DATA FOR PROCESSING:
────────────────────
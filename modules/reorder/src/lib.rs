// === PUBLIC CONTRACT ===
// Models shared with the presentation layer and other modules
pub mod contract;

// Re-export the public contract components
pub use contract::model::{Confidence, Order, OrderStatus, PredictiveOrder};

// === CONFIGURATION ===
pub mod config;
pub use config::{PredictorConfig, PredictorConfigError};

// === DOMAIN ===
pub mod domain;
pub use domain::calculators::{self, QuoteOption};
pub use domain::predictor::ReorderPredictor;
//! Arithmetic cores of the standalone pricing calculators.

use rust_decimal::Decimal;

/// One supplier quote in the unit-cost comparison.
#[derive(Debug, Clone, PartialEq, Eq)]
pub struct QuoteOption {
    pub total_price: Decimal,
    pub shipping: Decimal,
    pub quantity: u32,
}

/// Landed cost per unit: `(total_price + shipping) / quantity`.
///
/// A zero quantity yields zero rather than an error; the form layer treats
/// an unfilled quantity field as "nothing to compute yet".
pub fn unit_cost(option: &QuoteOption) -> Decimal {
    if option.quantity == 0 {
        return Decimal::ZERO;
    }
    (option.total_price + option.shipping) / Decimal::from(option.quantity)
}

/// Index of the quote with the lowest per-unit cost. Zero-quantity quotes
/// are skipped; the earliest quote wins ties.
pub fn cheapest_per_unit(options: &[QuoteOption]) -> Option<usize> {
    let mut best: Option<(usize, Decimal)> = None;
    for (index, option) in options.iter().enumerate() {
        if option.quantity == 0 {
            continue;
        }
        let cost = unit_cost(option);
        match best {
            Some((_, best_cost)) if best_cost <= cost => {}
            _ => best = Some((index, cost)),
        }
    }
    best.map(|(index, _)| index)
}

/// Rough tax-deduction estimate for annual packaging spend, rounded to
/// cents. The marginal rate is clamped to `[0, 1]`.
pub fn estimated_deduction(annual_spend: Decimal, marginal_rate: Decimal) -> Decimal {
    let rate = marginal_rate.clamp(Decimal::ZERO, Decimal::ONE);
    (annual_spend * rate).round_dp(2)
}
use async_trait::async_trait;
use dashmap::DashMap;

use crate::domain::ports::{KeyValueStore, StoreError};

/// In-process implementation of the storage port. Used by tests and by
/// hosts that keep onboarding state for the lifetime of the session only.
#[derive(Debug, Default)]
pub struct InMemoryStore {
    entries: DashMap<String, String>,
}

impl InMemoryStore {
    pub fn new() -> Self {
        Self::default()
    }
}

#[async_trait]
impl KeyValueStore for InMemoryStore {
    async fn get(&self, key: &str) -> Result<Option<String>, StoreError> {
        Ok(self.entries.get(key).map(|entry| entry.value().clone()))
    }

    async fn put(&self, key: &str, value: String) -> Result<(), StoreError> {
        self.entries.insert(key.to_string(), value);
        Ok(())
    }
}
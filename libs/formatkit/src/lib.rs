//! Display formatting helpers for dates, counts and money amounts.
//!
//! Everything here is presentation-only: pure string production, no locale
//! negotiation, US-style separators. The calling layer decides what to do
//! with the strings.

use chrono::{DateTime, NaiveDate, Utc};
use rust_decimal::Decimal;

/// `1234567` becomes `"1,234,567"`.
pub fn group_thousands(value: i64) -> String {
    let grouped = group_digits(&value.unsigned_abs().to_string());
    if value < 0 {
        format!("-{grouped}")
    } else {
        grouped
    }
}

/// `1234.5` becomes `"$1,234.50"`; negatives get a leading minus sign.
pub fn format_currency(amount: Decimal) -> String {
    let rounded = amount.round_dp(2);
    let rendered = format!("{:.2}", rounded.abs());
    let (units, cents) = rendered
        .split_once('.')
        .unwrap_or((rendered.as_str(), "00"));
    let grouped = group_digits(units);
    if rounded.is_sign_negative() {
        format!("-${grouped}.{cents}")
    } else {
        format!("${grouped}.{cents}")
    }
}

/// Human label for a date relative to `today`: "today", "tomorrow",
/// "yesterday", "in N days" or "N days ago".
pub fn relative_day_label(date: NaiveDate, today: NaiveDate) -> String {
    let delta = (date - today).num_days();
    match delta {
        0 => "today".to_string(),
        1 => "tomorrow".to_string(),
        -1 => "yesterday".to_string(),
        d if d > 1 => format!("in {d} days"),
        d => format!("{} days ago", -d),
    }
}

/// `Mar 4, 2026` style date.
pub fn short_date(at: DateTime<Utc>) -> String {
    at.format("%b %-d, %Y").to_string()
}

fn group_digits(digits: &str) -> String {
    let mut grouped = String::with_capacity(digits.len() + digits.len() / 3);
    for (index, ch) in digits.chars().enumerate() {
        if index > 0 && (digits.len() - index) % 3 == 0 {
            grouped.push(',');
        }
        grouped.push(ch);
    }
    grouped
}
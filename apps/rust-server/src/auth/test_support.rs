// SPDX-License-Identifier: AGPL-3.0-or-later
//
// Copyright (C) 2026 Relational Network

//! Shared fixtures for auth tests: an RSA signing key, its JWKS, and a
//! static key provider.

use std::sync::atomic::{AtomicUsize, Ordering};
use std::sync::Arc;

use async_trait::async_trait;
use chrono::Utc;
use jsonwebtoken::jwk::JwkSet;
use jsonwebtoken::{encode, Algorithm, EncodingKey, Header};
use serde_json::{json, Value};

use super::error::VerificationError;
use super::jwks::KeyProvider;
use super::verifier::VerifierSettings;

/// `kid` of the fixture key in `testdata/jwks.json`.
pub const TEST_KID: &str = "test-key-1";
pub const TEST_CLIENT_ID: &str = "client1";
pub const TEST_ISSUER: &str = "https://idp.example";

const SIGNING_KEY_PEM: &str = include_str!("../../testdata/signing_key.pem");
const ROGUE_KEY_PEM: &str = include_str!("../../testdata/rogue_key.pem");
const JWKS_JSON: &str = include_str!("../../testdata/jwks.json");

pub fn fixture_jwks_json() -> &'static str {
    JWKS_JSON
}

pub fn fixture_jwks() -> JwkSet {
    serde_json::from_str(JWKS_JSON).unwrap()
}

/// Fixture key set with every `kid` rewritten.
pub fn fixture_jwks_with_kid(kid: &str) -> JwkSet {
    let mut jwks = fixture_jwks();
    for key in &mut jwks.keys {
        key.common.key_id = Some(kid.to_string());
    }
    jwks
}

pub fn settings() -> VerifierSettings {
    VerifierSettings::new(TEST_CLIENT_ID, TEST_ISSUER)
}

/// Claims that pass validation under [`settings`].
pub fn valid_claims() -> Value {
    json!({
        "sub": "u1",
        "email": "u1@x.com",
        "aud": TEST_CLIENT_ID,
        "iss": TEST_ISSUER,
        "iat": Utc::now().timestamp(),
        "exp": Utc::now().timestamp() + 3600,
    })
}

fn header(alg: Algorithm, kid: Option<&str>) -> Header {
    let mut header = Header::new(alg);
    header.kid = kid.map(str::to_string);
    header
}

/// RS256 token signed by the fixture key.
pub fn sign(claims: &Value, kid: &str) -> String {
    let key = EncodingKey::from_rsa_pem(SIGNING_KEY_PEM.as_bytes()).unwrap();
    encode(&header(Algorithm::RS256, Some(kid)), claims, &key).unwrap()
}

/// Token signed by the fixture key under an arbitrary RSA algorithm.
pub fn sign_with_alg(claims: &Value, kid: &str, alg: Algorithm) -> String {
    let key = EncodingKey::from_rsa_pem(SIGNING_KEY_PEM.as_bytes()).unwrap();
    encode(&header(alg, Some(kid)), claims, &key).unwrap()
}

/// RS256 token signed by a key that is not in the fixture key set.
pub fn sign_with_rogue_key(claims: &Value, kid: &str) -> String {
    let key = EncodingKey::from_rsa_pem(ROGUE_KEY_PEM.as_bytes()).unwrap();
    encode(&header(Algorithm::RS256, Some(kid)), claims, &key).unwrap()
}

/// HS256 token keyed with the public modulus, the classic key-confusion forgery.
pub fn sign_hs256_with_public_modulus(claims: &Value, kid: &str) -> String {
    let jwks: Value = serde_json::from_str(JWKS_JSON).unwrap();
    let modulus = jwks["keys"][0]["n"].as_str().unwrap().to_string();
    let key = EncodingKey::from_secret(modulus.as_bytes());
    encode(&header(Algorithm::HS256, Some(kid)), claims, &key).unwrap()
}

/// RS256 token whose header has no `kid`.
pub fn sign_without_kid(claims: &Value) -> String {
    let key = EncodingKey::from_rsa_pem(SIGNING_KEY_PEM.as_bytes()).unwrap();
    encode(&header(Algorithm::RS256, None), claims, &key).unwrap()
}

/// Serves a fixed key set and counts how often it was asked.
pub struct StaticKeyProvider {
    jwks: Arc<JwkSet>,
    calls: AtomicUsize,
}

impl StaticKeyProvider {
    pub fn new(jwks: JwkSet) -> Self {
        Self {
            jwks: Arc::new(jwks),
            calls: AtomicUsize::new(0),
        }
    }

    pub fn calls(&self) -> usize {
        self.calls.load(Ordering::SeqCst)
    }
}

#[async_trait]
impl KeyProvider for StaticKeyProvider {
    async fn key_set(&self) -> Result<Arc<JwkSet>, VerificationError> {
        self.calls.fetch_add(1, Ordering::SeqCst);
        Ok(Arc::clone(&self.jwks))
    }
}

/// Always fails as if the identity provider were down.
pub struct UnavailableKeyProvider;

#[async_trait]
impl KeyProvider for UnavailableKeyProvider {
    async fn key_set(&self) -> Result<Arc<JwkSet>, VerificationError> {
        Err(VerificationError::KeyProviderUnavailable(
            "connection refused".to_string(),
        ))
    }
}

/// Serves `sets` in order, one per fetch, repeating the last one.
pub struct RotatingKeyProvider {
    sets: Vec<Arc<JwkSet>>,
    calls: AtomicUsize,
}

impl RotatingKeyProvider {
    pub fn new(sets: Vec<JwkSet>) -> Self {
        Self {
            sets: sets.into_iter().map(Arc::new).collect(),
            calls: AtomicUsize::new(0),
        }
    }

    pub fn calls(&self) -> usize {
        self.calls.load(Ordering::SeqCst)
    }
}

#[async_trait]
impl KeyProvider for RotatingKeyProvider {
    async fn key_set(&self) -> Result<Arc<JwkSet>, VerificationError> {
        let call = self.calls.fetch_add(1, Ordering::SeqCst);
        let index = call.min(self.sets.len() - 1);
        Ok(Arc::clone(&self.sets[index]))
    }
}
────────────────────
WHAT YOU HAVE TO DO: Find how many lines of the listing include the word "InMemoryStore", and state that number by itself.

RESPONSE TO THE EXERCISE: 3